Note that we need to consume leading white-space in `prog`

manually, as described above. Try the `prog`

parser — it’s a complete solution that can parse language we described in the beginning. Parsing “end of file” `eof`

explicitly makes the parser consume all input and fail loudly if it cannot do it, otherwise it would just stop on the first problematic token and return what it has parsed so far.

## Making use of the recovery feature

Our parser is really dandy, it has nice error messages and does its job well. However, every expression is clearly separated from the others by a newline.
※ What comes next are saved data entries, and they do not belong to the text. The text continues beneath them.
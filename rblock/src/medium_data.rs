use std::cell::RefCell;
use std::rc::Rc;

use log::debug;

use rcore::{MediumError, MediumStore};

use crate::error::Result;
use crate::termination::DataSupplier;

/// The readers' only way to the medium. Reads larger than `max_single_read`
/// are split into several medium reads.
#[derive(Clone)]
pub struct MediumDataProvider {
    medium: Rc<RefCell<dyn MediumStore>>,
    max_single_read: u64,
}

impl MediumDataProvider {
    pub fn new(medium: Rc<RefCell<dyn MediumStore>>, max_single_read: u64) -> Self {
        MediumDataProvider {
            medium,
            max_single_read: max_single_read.max(1),
        }
    }

    pub fn medium(&self) -> &Rc<RefCell<dyn MediumStore>> {
        &self.medium
    }

    /// Hint that reading is about to happen at `offset`. Hitting the end of
    /// the medium here is fine, the bytes that exist are cached.
    pub fn buffer_before_read(&self, offset: u64, remaining: Option<u64>) -> Result<()> {
        let size = {
            let medium = self.medium.borrow();
            remaining
                .unwrap_or(medium.max_read_block_size() as u64)
                .min(self.max_single_read)
        };
        if size == 0 {
            return Ok(());
        }

        match self.medium.borrow_mut().cache(offset, size) {
            Ok(()) => Ok(()),
            Err(MediumError::EndOfMedium {
                offset,
                requested,
                available,
            }) => {
                debug!(
                    "Buffering {} bytes at {} hit end of medium, {} available",
                    requested, offset, available
                );
                Ok(())
            }
            Err(e) => Err(e.into()),
        }
    }

    /// Sizes come from the data being read, so the medium has to confirm
    /// them before anything is allocated.
    pub fn get_data(&self, offset: u64, size: u64) -> Result<Vec<u8>> {
        let mut medium = self.medium.borrow_mut();
        medium.cache(offset, size)?;

        let mut data = Vec::with_capacity(size.min(self.max_single_read) as usize);

        let mut read = 0;
        while read < size {
            let chunk = (size - read).min(self.max_single_read);
            data.extend(medium.get_data(offset + read, chunk as usize)?);
            read += chunk;
        }
        Ok(data)
    }

    pub fn is_at_end_of_medium(&self, offset: u64) -> Result<bool> {
        Ok(self.medium.borrow_mut().is_at_end_of_medium(offset)?)
    }

    pub fn cached_byte_count_at(&self, offset: u64) -> u64 {
        self.medium.borrow().cached_byte_count_at(offset)
    }

    pub fn is_random_access(&self) -> bool {
        self.medium.borrow().is_random_access()
    }

    pub fn length(&self) -> Option<u64> {
        self.medium.borrow().length()
    }

    pub fn max_read_block_size(&self) -> usize {
        self.medium.borrow().max_read_block_size()
    }

    pub fn field_supplier(&self, offset: u64, limit: Option<u64>) -> FieldDataSupplier {
        FieldDataSupplier {
            provider: self.clone(),
            offset,
            remaining: limit,
        }
    }
}

/// Feeds the bytes of one field to the termination search.
pub struct FieldDataSupplier {
    provider: MediumDataProvider,
    offset: u64,
    remaining: Option<u64>,
}

impl DataSupplier for FieldDataSupplier {
    fn next_data(&mut self, max: usize) -> Result<Vec<u8>> {
        let mut size = max as u64;
        if let Some(remaining) = self.remaining {
            size = size.min(remaining);
        }
        if size == 0 {
            return Ok(Vec::new());
        }

        // Near the end of the medium only part of the block exists
        let available = match self.provider.medium.borrow_mut().cache(self.offset, size) {
            Ok(()) => size,
            Err(MediumError::EndOfMedium { available, .. }) => available.min(size),
            Err(e) => return Err(e.into()),
        };
        if available == 0 {
            return Ok(Vec::new());
        }

        let data = self.provider.get_data(self.offset, available)?;
        self.offset += available;
        self.remaining = self.remaining.map(|r| r - available);
        Ok(data)
    }
}
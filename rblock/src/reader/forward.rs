use std::rc::Rc;

use log::{debug, trace};

use rcore::{BlockId, PhysicalType};

use crate::block::{BlockRef, Container, Payload, PayloadSource};
use crate::context::ContainerContext;
use crate::error::{BlockError, Result};

use super::{consume, payload_kind, DataBlockReader};

impl DataBlockReader {
    // Headers, payload, footers with the cursor moving up
    pub(super) fn read_container_forward(
        self: &Rc<Self>,
        offset: u64,
        id: &BlockId,
        parent: Option<&BlockRef>,
        mut remaining: Option<u64>,
        parent_context: Option<Rc<ContainerContext>>,
        sequence_number: usize,
    ) -> Result<Container> {
        let context = self.new_context(parent_context);
        let id = self.determine_actual_container_id(offset, id, remaining, &context)?;
        let me = BlockRef::new(id.clone(), sequence_number);
        context.init_container(me.clone())?;
        debug!("Reading {} forward at {}", id, offset);

        let children = self.specification().children_of(&id);
        let mut cursor = offset;

        let mut headers = Vec::new();
        for child in children.iter().filter(|c| c.physical_type == PhysicalType::Header) {
            for header in
                self.read_headers_or_footers_with_id(cursor, &child.id, &me, remaining, &context)?
            {
                let size = header
                    .total_size()
                    .ok_or_else(|| BlockError::UndeterminedSize(header.id().clone()))?;
                cursor += size;
                remaining = consume(header.id(), remaining, size)?;
                headers.push(header);
            }
        }

        let payload_desc = self.specification().payload_of(&id).ok_or_else(|| {
            BlockError::InvalidSpecification(format!("container {} has no payload", id))
        })?;
        let payload = self.read_payload(cursor, &payload_desc.id, &me, remaining, &context)?;
        cursor += payload.total_size();
        remaining = consume(payload.id(), remaining, payload.total_size())?;

        let mut footers = Vec::new();
        for child in children.iter().filter(|c| c.physical_type == PhysicalType::Footer) {
            for footer in
                self.read_headers_or_footers_with_id(cursor, &child.id, &me, remaining, &context)?
            {
                let size = footer
                    .total_size()
                    .ok_or_else(|| BlockError::UndeterminedSize(footer.id().clone()))?;
                cursor += size;
                remaining = consume(footer.id(), remaining, size)?;
                footers.push(footer);
            }
        }

        trace!("{} spans {}..{}", id, offset, cursor);
        Ok(self.factory().create_container(
            id,
            offset,
            sequence_number,
            parent,
            headers,
            payload,
            footers,
            context,
        ))
    }

    // Size from the context, else all of the parent that the footers leave.
    // Without either the children are read now and summed up.
    pub(super) fn read_payload_forward(
        self: &Rc<Self>,
        offset: u64,
        id: &BlockId,
        parent: &BlockRef,
        remaining: Option<u64>,
        context: &Rc<ContainerContext>,
    ) -> Result<Payload> {
        let desc = self.describe(id)?;
        let kind = payload_kind(&desc)?;

        let size = match context.get_size_of(id, 0)? {
            Some(size) => Some(size),
            None => remaining.and_then(|r| r.checked_sub(self.static_footer_size(&parent.id))),
        };
        if let (Some(size), Some(remaining)) = (size, remaining) {
            if size > remaining {
                return Err(BlockError::InsufficientBytes {
                    id: id.clone(),
                    needed: size,
                    remaining,
                });
            }
        }

        if !self.provider().is_random_access() {
            self.provider().buffer_before_read(offset, size)?;
        }

        match size {
            Some(size) => Ok(self.factory().create_lazy_payload(
                id.clone(),
                kind,
                offset,
                parent,
                size,
                PayloadSource {
                    reader: self.clone(),
                    context: context.clone(),
                },
            )),
            None => {
                let me = BlockRef::new(id.clone(), 0);
                let children = self.read_payload_children(id, kind, offset, None, &me, context)?;
                self.factory()
                    .create_loaded_payload(id.clone(), kind, offset, parent, children)
            }
        }
    }
}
This separation makes it possible to analyze many expressions independently, even if one of them is malformed, we have no reason to stop and not to check the others. In fact, that’s how some “serious” parsers work (parser of C++ language, although it depends on compiler I guess). Reporting multiple parse errors at once may be more efficient method of communication with programmer that needs to fix them than when he has to recompile the program every time to get to the next error. In this section we will make our parser failure-tolerant and able to report multiple error messages at once.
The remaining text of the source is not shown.